Hinter Glas

Ob historische Originale oder Nachbauten: Arztvitrinen aus lackiertem Stahl sind Design-Klassiker und die reinste Medizin für wintermüde Räume. Tipps für das private Schaufenster.

Eine Vitrine bringt Erinnerungs- und Lieblingsstücke ans Licht. Die kleine Privatausstellung lässt sich nach Lust und Laune umdekorieren. (Foto: Vanessa Jansen)

Als man im 19. Jahrhundert die Gesundheitsschädlichkeit von Mikroben erkannte, verschwanden die bis dahin üblichen reich verzierten und repräsentativen Holzinterieurs aus den Arztpraxen.
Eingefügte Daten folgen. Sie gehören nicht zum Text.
//! Named icon kinds drawn by the render crate.

use std::fmt;
use std::str::FromStr;
use thiserror::Error;

/// One of the hand-drawn vector icons.
#[derive(Debug, Clone, Copy, PartialEq, Eq, Hash)]
pub enum IconKind {
    Airplane,
    Hotel,
    Car,
    Sun,
    Cloud,
    CloudSun,
    Walk,
    Share,
}

impl IconKind {
    pub const ALL: [IconKind; 8] = [
        IconKind::Airplane,
        IconKind::Hotel,
        IconKind::Car,
        IconKind::Sun,
        IconKind::Cloud,
        IconKind::CloudSun,
        IconKind::Walk,
        IconKind::Share,
    ];

    pub const fn name(self) -> &'static str {
        match self {
            IconKind::Airplane => "airplane",
            IconKind::Hotel => "hotel",
            IconKind::Car => "car",
            IconKind::Sun => "sun",
            IconKind::Cloud => "cloud",
            IconKind::CloudSun => "cloud_sun",
            IconKind::Walk => "walk",
            IconKind::Share => "share",
        }
    }
}

impl fmt::Display for IconKind {
    fn fmt(&self, f: &mut fmt::Formatter<'_>) -> fmt::Result {
        f.write_str(self.name())
    }
}

/// Returned when an icon name is not one of [`IconKind::ALL`].
#[derive(Debug, Clone, PartialEq, Eq, Error)]
#[error("unknown icon `{0}`")]
pub struct UnknownIcon(pub String);

impl FromStr for IconKind {
    type Err = UnknownIcon;

    fn from_str(s: &str) -> Result<Self, Self::Err> {
        IconKind::ALL
            .into_iter()
            .find(|kind| kind.name() == s)
            .ok_or_else(|| UnknownIcon(s.to_string()))
    }
}

#[cfg(test)]
mod tests {
    use super::*;
    use pretty_assertions::assert_eq;

    #[test]
    fn known_names_parse() {
        for kind in IconKind::ALL {
            assert_eq!(kind.name().parse::<IconKind>(), Ok(kind));
        }
        assert_eq!("cloud_sun".parse::<IconKind>(), Ok(IconKind::CloudSun));
    }

    #[test]
    fn unknown_name_is_an_error() {
        let err = "rocket".parse::<IconKind>().unwrap_err();
        assert_eq!(err, UnknownIcon("rocket".into()));
        assert_eq!(err.to_string(), "unknown icon `rocket`");
        assert!("Airplane".parse::<IconKind>().is_err());
    }
}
Stattdessen zogen schnörkellose Instrumentenschränke und Vitrinen aus lackiertem Stahl ein, deren nahtlose Oberflächen sich leichter sauber und keimfrei halten ließen.

Abschleifen und lackieren

Viele dieser alten Stahl-Glas-Möbel führen mittlerweile ein Leben als Design-Klassiker. Es gibt Firmen, die sich auf die Restaurierung der Originale spezialisiert haben. Inzwischen bietet der Handel auch neue Metallvitrinen an, die den historischen Vorbildern nachempfunden sind.